2016-11-29

The air conditioner company Carrier has been in discussions with the incoming Trump administration (including Vice President-elect Mike Pence) about a plan to move about 2,000 jobs from Indiana to Mexico. Carrier is a unit of United Technologies, a leading defense contractor. [Big companies have been swallowing up smaller companies in a record number of mergers and acquisitions, rather than giving their employees raises. Stock prices on the Dow Jones are up 160% and currently at record highs since the March 2009 lows, but wages aren't up 160%]



Carrier drew national headlines in February when when a cellphone video went viral of the bosses' announcement to workers that the company would move (what was then) 1,400 jobs from Indianapolis to Mexico. Candidate Donald Trump seized on the issue, threatening that, if elected, he'd slap a steep tariff on any air conditioners imported back to the U.S.

On Thursday President-elect Trump tweeted that he was "working hard, even on Thanksgiving to get Carrier A.C. Company to stay in the U.S." These efforts were "MAKING PROGRESS," Trump wrote, and "will know soon." Carrier tweeted: "Carrier has had discussions with the incoming administration and we look forward to working together. Nothing to announce at this time."
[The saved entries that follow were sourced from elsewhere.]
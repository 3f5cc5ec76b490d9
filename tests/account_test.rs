// SPDX-License-Identifier: AGPL-3.0-or-later
//
// Copyright (C) 2025 Daniel Negri
//
// This program is free software: you can redistribute it and/or modify
// it under the terms of the GNU Affero General Public License as published by
// the Free Software Foundation, either version 3 of the License, or
// (at your option) any later version.
//
// This program is distributed in the hope that it will be useful,
// but WITHOUT ANY WARRANTY; without even the implied warranty of
// MERCHANTABILITY or FITNESS FOR A PARTICULAR PURPOSE. See the
// GNU Affero General Public License for more details.
//
// You should have received a copy of the GNU Affero General Public License
// along with this program. If not, see <https://www.gnu.org/licenses/>.

//! Account public API integration tests.

use ledger_clerks::{
    Account, AccountId, CancellationToken, ChannelSink, ClerkId, Event, Ledger, NullSink,
    Transaction, TransactionError,
};
use rust_decimal::Decimal;
use rust_decimal_macros::dec;
use std::sync::Arc;
use std::thread;
use std::time::Duration;

// === Helper Functions ===

fn make_transaction(account: u32, amount: Decimal) -> Transaction {
    Transaction::new(AccountId(account), amount)
}

fn wait_until_stuck(account: &Account, clerk: ClerkId) {
    for _ in 0..1000 {
        if account.stuck_clerks().contains(&clerk) {
            return;
        }
        thread::sleep(Duration::from_millis(2));
    }
    panic!("{clerk} never blocked");
}

// === Basic Operations ===

#[test]
fn new_account_is_empty() {
    let account = Account::new(AccountId(4));
    assert_eq!(account.id(), AccountId(4));
    assert_eq!(account.balance(), Decimal::ZERO);
    assert_eq!(account.applied_count(), 0);
    assert!(account.stuck_clerks().is_empty());
}

#[test]
fn deposits_accumulate() {
    let account = Account::new(AccountId(0));
    let cancel = CancellationToken::new();
    for amount in [dec!(10.25), dec!(4.75), dec!(85)] {
        account
            .apply(&make_transaction(0, amount), ClerkId(0), &cancel, &NullSink)
            .unwrap();
    }
    assert_eq!(account.balance(), dec!(100));
    assert_eq!(account.applied_count(), 3);
}

#[test]
fn zero_amount_applies() {
    let account = Account::new(AccountId(0));
    let balance = account
        .apply(
            &make_transaction(0, Decimal::ZERO),
            ClerkId(0),
            &CancellationToken::new(),
            &NullSink,
        )
        .unwrap();
    assert_eq!(balance, Decimal::ZERO);
}

#[test]
fn wrong_account_is_rejected_without_side_effects() {
    let account = Account::new(AccountId(0));
    let result = account.apply(
        &make_transaction(1, dec!(10)),
        ClerkId(0),
        &CancellationToken::new(),
        &NullSink,
    );
    assert!(matches!(result, Err(TransactionError::AccountMismatch { .. })));
    assert_eq!(account.applied_count(), 0);
}

// === Blocking Withdrawals ===

/// A withdrawal queued before the deposit that covers it must wake up once
/// the deposit lands.
#[test]
fn withdrawal_before_deposit_wakes_up() {
    let account = Arc::new(Account::new(AccountId(0)));
    let cancel = CancellationToken::new();

    let withdrawal = {
        let account = Arc::clone(&account);
        let cancel = cancel.clone();
        thread::spawn(move || {
            account.apply(&make_transaction(0, dec!(-50)), ClerkId(1), &cancel, &NullSink)
        })
    };

    wait_until_stuck(&account, ClerkId(1));

    let depositor = {
        let account = Arc::clone(&account);
        let cancel = cancel.clone();
        thread::spawn(move || {
            account.apply(&make_transaction(0, dec!(50)), ClerkId(2), &cancel, &NullSink)
        })
    };

    assert_eq!(depositor.join().unwrap(), Ok(dec!(50)));
    assert_eq!(withdrawal.join().unwrap(), Ok(Decimal::ZERO));
    assert_eq!(account.balance(), Decimal::ZERO);
}

#[test]
fn several_waiters_are_released_as_funds_arrive() {
    let account = Arc::new(Account::new(AccountId(0)));
    let cancel = CancellationToken::new();
    let (sink, events) = ChannelSink::new();

    let waiters: Vec<_> = (1..=3)
        .map(|clerk| {
            let account = Arc::clone(&account);
            let cancel = cancel.clone();
            let sink = sink.clone();
            thread::spawn(move || {
                account.apply(&make_transaction(0, dec!(-30)), ClerkId(clerk), &cancel, &sink)
            })
        })
        .collect();

    for clerk in 1..=3 {
        wait_until_stuck(&account, ClerkId(clerk));
    }

    // 100 covers all three withdrawals, in whatever order they wake.
    account
        .apply(&make_transaction(0, dec!(100)), ClerkId(9), &cancel, &sink)
        .unwrap();

    for waiter in waiters {
        assert!(waiter.join().unwrap().is_ok());
    }
    assert_eq!(account.balance(), dec!(10));

    drop(sink);
    let events: Vec<Event> = events.iter().collect();
    let blocked = events
        .iter()
        .filter(|event| matches!(event, Event::WithdrawalBlocked { .. }))
        .count();
    assert_eq!(blocked, 3);
    for event in &events {
        if let Event::TransactionApplied { balance, .. } = event {
            assert!(*balance >= Decimal::ZERO);
        }
    }
}

#[test]
fn only_affordable_waiter_proceeds() {
    let account = Arc::new(Account::new(AccountId(0)));
    let cancel = CancellationToken::new();

    let small = {
        let account = Arc::clone(&account);
        let cancel = cancel.clone();
        thread::spawn(move || {
            account.apply(&make_transaction(0, dec!(-20)), ClerkId(1), &cancel, &NullSink)
        })
    };
    let large = {
        let account = Arc::clone(&account);
        let cancel = cancel.clone();
        thread::spawn(move || {
            account.apply(&make_transaction(0, dec!(-500)), ClerkId(2), &cancel, &NullSink)
        })
    };

    wait_until_stuck(&account, ClerkId(1));
    wait_until_stuck(&account, ClerkId(2));

    account
        .apply(&make_transaction(0, dec!(25)), ClerkId(3), &cancel, &NullSink)
        .unwrap();

    assert_eq!(small.join().unwrap(), Ok(dec!(5)));
    assert_eq!(account.stuck_clerks(), vec![ClerkId(2)]);

    cancel.cancel();
    assert_eq!(large.join().unwrap(), Err(TransactionError::Cancelled));
    assert_eq!(account.balance(), dec!(5));
}

#[test]
fn ledger_cancellation_reaches_every_account() {
    let ledger = Arc::new(Ledger::with_accounts(3));
    let cancel = CancellationToken::new();

    let waiters: Vec<_> = (0..3)
        .map(|n| {
            let ledger = Arc::clone(&ledger);
            let cancel = cancel.clone();
            thread::spawn(move || {
                ledger.get(AccountId(n)).unwrap().apply(
                    &make_transaction(n, dec!(-1)),
                    ClerkId(n),
                    &cancel,
                    &NullSink,
                )
            })
        })
        .collect();

    for n in 0..3 {
        wait_until_stuck(ledger.get(AccountId(n)).unwrap(), ClerkId(n));
    }
    assert_eq!(ledger.stuck_clerks().len(), 3);

    cancel.cancel();

    for waiter in waiters {
        assert_eq!(waiter.join().unwrap(), Err(TransactionError::Cancelled));
    }
    assert!(ledger.stuck_clerks().is_empty());
    assert_eq!(ledger.total(), Decimal::ZERO);
}

#[test]
fn cancel_alone_wakes_a_blocked_withdrawal() {
    let account = Arc::new(Account::new(AccountId(0)));
    let cancel = CancellationToken::new();
    let (result_tx, result_rx) = crossbeam::channel::bounded(1);

    {
        let account = Arc::clone(&account);
        let cancel = cancel.clone();
        thread::spawn(move || {
            let result = account.apply(&make_transaction(0, dec!(-10)), ClerkId(1), &cancel, &NullSink);
            let _ = result_tx.send(result);
        });
    }

    wait_until_stuck(&account, ClerkId(1));
    cancel.cancel();

    let result = result_rx
        .recv_timeout(Duration::from_secs(5))
        .expect("withdrawal still blocked after cancellation");
    assert_eq!(result, Err(TransactionError::Cancelled));
    assert_eq!(account.balance(), Decimal::ZERO);
    assert_eq!(account.applied_count(), 0);
}

#[test]
fn ledger_apply_reports_unknown_account() {
    let ledger = Ledger::with_accounts(1);
    let result = ledger.apply(
        &make_transaction(3, dec!(1)),
        ClerkId(0),
        &CancellationToken::new(),
        &NullSink,
    );
    assert_eq!(result, Err(TransactionError::UnknownAccount(AccountId(3))));
}

// === Concurrency Tests ===

#[test]
fn concurrent_deposits_are_serialized() {
    let account = Arc::new(Account::new(AccountId(0)));
    let cancel = CancellationToken::new();

    let handles: Vec<_> = (0..10)
        .map(|clerk| {
            let account = Arc::clone(&account);
            let cancel = cancel.clone();
            thread::spawn(move || {
                for _ in 0..100 {
                    account
                        .apply(&make_transaction(0, dec!(1)), ClerkId(clerk), &cancel, &NullSink)
                        .unwrap();
                }
            })
        })
        .collect();

    for handle in handles {
        handle.join().unwrap();
    }

    assert_eq!(account.balance(), dec!(1000));
    assert_eq!(account.applied_count(), 1000);
}

#[test]
fn balanced_deposits_and_withdrawals_settle_at_zero() {
    let account = Arc::new(Account::new(AccountId(0)));
    let cancel = CancellationToken::new();

    let withdrawers: Vec<_> = (0..5)
        .map(|clerk| {
            let account = Arc::clone(&account);
            let cancel = cancel.clone();
            thread::spawn(move || {
                for _ in 0..50 {
                    account
                        .apply(&make_transaction(0, dec!(-2)), ClerkId(clerk), &cancel, &NullSink)
                        .unwrap();
                }
            })
        })
        .collect();

    let depositors: Vec<_> = (5..10)
        .map(|clerk| {
            let account = Arc::clone(&account);
            let cancel = cancel.clone();
            thread::spawn(move || {
                for _ in 0..100 {
                    account
                        .apply(&make_transaction(0, dec!(1)), ClerkId(clerk), &cancel, &NullSink)
                        .unwrap();
                    let _ = account.balance();
                }
            })
        })
        .collect();

    for handle in depositors.into_iter().chain(withdrawers) {
        handle.join().unwrap();
    }

    assert_eq!(account.balance(), Decimal::ZERO);
}

#[test]
fn concurrent_reads_never_see_negative_balance() {
    let account = Arc::new(Account::new(AccountId(0)));
    let cancel = CancellationToken::new();

    let writer = {
        let account = Arc::clone(&account);
        let cancel = cancel.clone();
        thread::spawn(move || {
            for i in 0..500 {
                let amount = if i % 2 == 0 { dec!(3) } else { dec!(-3) };
                account
                    .apply(&make_transaction(0, amount), ClerkId(0), &cancel, &NullSink)
                    .unwrap();
            }
        })
    };

    let readers: Vec<_> = (0..4)
        .map(|_| {
            let account = Arc::clone(&account);
            thread::spawn(move || {
                for _ in 0..500 {
                    assert!(account.balance() >= Decimal::ZERO);
                }
            })
        })
        .collect();

    writer.join().unwrap();
    for reader in readers {
        reader.join().unwrap();
    }
    assert_eq!(account.balance(), Decimal::ZERO);
}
Wall Street Journal: Deal for Carrier to Keep U.S. Plant Open May Hinge on Tax Overhaul
http://www.wsj.com/articles/deal-for-carrier-to-keep-u-s-plant-open-may-hinge-on-tax-overhaul-1480289575

But if the Wall Street Journal's account is correct, Trump is no longer threatening Carrier with a steep tariff; instead, he's considering a tax cut (even though Trump couldn't deliver that without approval from Congress). According to "a person familiar with the discussions," the Journal reports, the discussions have included "the company's wishes for a tax overhaul that Mr. Trump and Republicans have promised to pursue early in his administration." (That's the Journal's paraphrase, not a quote.)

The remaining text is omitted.